◆ **WORK TO COMPLETE**:
Please set the lines down again exactly, from the top of the entries through the line that contains "its own queue".

-------- ENTRIES PROVIDED --------

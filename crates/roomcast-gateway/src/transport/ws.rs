//! Audio relay WebSocket handler.
//!
//! Responsibilities:
//! - Upgrade HTTP -> WS at `/audio/:room_id/:user_id`
//! - Reject blank identifiers before the session ever reaches `Open`
//! - Lifecycle: register/join on open, leave/unregister on close or error
//! - Relay text/binary frames verbatim to the sender's room (sender excluded)
//! - Heartbeat ping + idle timeout, per-frame size cap

use axum::{
    extract::{ws::Message, ws::WebSocket, ws::WebSocketUpgrade, Path, State},
    http::StatusCode,
    response::{IntoResponse, Response},
};
use bytes::Bytes;
use futures_util::{SinkExt, StreamExt};
use tokio::sync::mpsc;
use tokio::time::{interval, Duration, Instant, MissedTickBehavior};

use roomcast_core::error::{Result, RoomcastError};

use crate::app_state::AppState;
use crate::relay::{ConnectionLifecycle, Frame, QoS};

/// Outbound queue depth per connection. A slow peer saturates its own queue
/// without stalling anyone else's fan-out.
const OUT_QUEUE_FRAMES: usize = 256;

/// Cheap frame length helper (size policy before any handling).
pub(crate) fn frame_len(msg: &Message) -> usize {
    match msg {
        Message::Text(s) => s.as_bytes().len(),
        Message::Binary(b) => b.len(),
        Message::Ping(v) => v.len(),
        Message::Pong(v) => v.len(),
        Message::Close(_) => 0,
    }
}

pub async fn audio_upgrade(
    State(app): State<AppState>,
    Path((room_id, user_id)): Path<(String, String)>,
    ws: WebSocketUpgrade,
) -> Response {
    // Malformed registration is rejected here; it never reaches Open.
    if room_id.trim().is_empty() || user_id.trim().is_empty() {
        return (
            StatusCode::BAD_REQUEST,
            "room_id and user_id must be non-empty",
        )
            .into_response();
    }

    let max_frame = app.cfg().relay.max_frame_bytes;
    ws.max_message_size(max_frame)
        .on_upgrade(move |socket| run_session(app, room_id, user_id, socket))
}

async fn run_session(app: AppState, room_id: String, user_id: String, socket: WebSocket) {
    let mut lifecycle = ConnectionLifecycle::new(app.relay(), room_id, user_id);
    match session_loop(&app, &mut lifecycle, socket).await {
        Ok(()) => lifecycle.close(),
        Err(e) => lifecycle.error(&e),
    }
}

async fn session_loop(
    app: &AppState,
    lifecycle: &mut ConnectionLifecycle,
    socket: WebSocket,
) -> Result<()> {
    let (mut ws_tx, mut ws_rx) = socket.split();
    let (out_tx, mut out_rx) = mpsc::channel::<Message>(OUT_QUEUE_FRAMES);

    let handle = lifecycle.open(out_tx)?;
    let relay = app.relay();
    let room = lifecycle.room_id().to_string();
    let user = lifecycle.user_id().to_string();

    let gw = &app.cfg().relay;
    let idle_timeout = Duration::from_millis(gw.idle_timeout_ms);
    let max_frame = gw.max_frame_bytes;

    let mut ping_tick = interval(Duration::from_millis(gw.ping_interval_ms));
    ping_tick.set_missed_tick_behavior(MissedTickBehavior::Delay);

    let mut last_activity = Instant::now();

    loop {
        tokio::select! {
            // outbound writer: the only place this socket is written
            maybe_out = out_rx.recv() => {
                match maybe_out {
                    Some(Message::Close(frame)) => {
                        // forced disconnect or peer-drop: flush close and stop
                        let _ = ws_tx.send(Message::Close(frame)).await;
                        break;
                    }
                    Some(m) => {
                        if ws_tx.send(m).await.is_err() {
                            return Err(RoomcastError::ConnectionClosed);
                        }
                    }
                    None => break,
                }
            }

            // inbound reader: every frame fans out to the sender's room
            incoming = ws_rx.next() => {
                let Some(incoming) = incoming else { break; };
                let Ok(msg) = incoming else {
                    return Err(RoomcastError::ConnectionClosed);
                };

                last_activity = Instant::now();

                if frame_len(&msg) > max_frame {
                    // close outright; no partial-frame delivery
                    return Err(RoomcastError::PayloadTooLarge);
                }

                match msg {
                    Message::Text(s) => {
                        relay.deliver(&user, &room, &Frame::Text(s), QoS::Lossy).await;
                    }
                    Message::Binary(b) => {
                        relay
                            .deliver(&user, &room, &Frame::Binary(Bytes::from(b)), QoS::Lossy)
                            .await;
                    }
                    Message::Ping(payload) => {
                        let _ = handle.try_send(Message::Pong(payload));
                    }
                    Message::Pong(_) => {}
                    Message::Close(_) => break,
                }
            }

            // heartbeat + idle enforcement
            _ = ping_tick.tick() => {
                if !handle.is_open() {
                    // displaced by a newer connection and the close notice
                    // did not fit its queue
                    break;
                }
                if last_activity.elapsed() >= idle_timeout {
                    tracing::info!(room = %room, user = %user, "idle timeout");
                    break;
                }
                let _ = handle.try_send(Message::Ping(Vec::new()));
            }
        }
    }

    Ok(())
}
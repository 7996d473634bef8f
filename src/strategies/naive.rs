//! Naive read-modify-write increment.
//!
//! Reads the count, adds one in the caller, writes it back. Nothing prevents
//! another writer from committing between the read and the write, so under
//! concurrent execution this strategy reliably loses updates. It exists as
//! the negative baseline whose loss the benchmark harness measures.
//!
//! Under serializable isolation the same staleness surfaces differently: the
//! store rejects the losing commit with a serialization failure instead of
//! silently discarding the increment.

use crate::error::Result;
use crate::txn::Session;

/// One unprotected read-modify-write increment of the row at `key`.
pub fn apply<S: Session>(session: &mut S, key: u64) -> Result<()> {
    let row = session.select(key)?;
    session.update_count(key, row.count + 1)
}

#[cfg(test)]
mod tests {
    use super::*;
    use crate::txn::{memory::MemStore, TransactionalStore};

    #[test]
    fn test_sequential_increments_are_exact() {
        let store = MemStore::new();
        let mut session = store.session().unwrap();
        session.upsert_row(1, 0, 0).unwrap();
        session.commit().unwrap();

        for _ in 0..5 {
            apply(&mut session, 1).unwrap();
            session.commit().unwrap();
        }
        assert_eq!(session.select(1).unwrap().count, 5);
    }

    #[test]
    fn test_interleaved_transactions_lose_an_update() {
        let store = MemStore::new();
        let mut setup = store.session().unwrap();
        setup.upsert_row(1, 0, 0).unwrap();
        setup.commit().unwrap();

        let mut s1 = store.session().unwrap();
        let mut s2 = store.session().unwrap();

        // Both transactions read before either commits.
        let r1 = s1.select(1).unwrap();
        let r2 = s2.select(1).unwrap();
        s1.update_count(1, r1.count + 1).unwrap();
        s1.commit().unwrap();
        s2.update_count(1, r2.count + 1).unwrap();
        s2.commit().unwrap();

        // Two increments, one survivor.
        let mut check = store.session().unwrap();
        assert_eq!(check.select(1).unwrap().count, 1);
    }
}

--------

◆ **RESULT**:
filename crates/roomcast-gateway/src/transport/ws.rs
//! Audio relay WebSocket handler.
//!
//! Responsibilities:
//! - Upgrade HTTP -> WS at `/audio/:room_id/:user_id`
//! - Reject blank identifiers before the session ever reaches `Open`
//! - Lifecycle: register/join on open, leave/unregister on close or error
//! - Relay text/binary frames verbatim to the sender's room (sender excluded)
//! - Heartbeat ping + idle timeout, per-frame size cap

use axum::{
    extract::{ws::Message, ws::WebSocket, ws::WebSocketUpgrade, Path, State},
    http::StatusCode,
    response::{IntoResponse, Response},
};
use bytes::Bytes;
use futures_util::{SinkExt, StreamExt};
use tokio::sync::mpsc;
use tokio::time::{interval, Duration, Instant, MissedTickBehavior};

use roomcast_core::error::{Result, RoomcastError};

use crate::app_state::AppState;
use crate::relay::{ConnectionLifecycle, Frame, QoS};

/// Outbound queue depth per connection. A slow peer saturates its own queue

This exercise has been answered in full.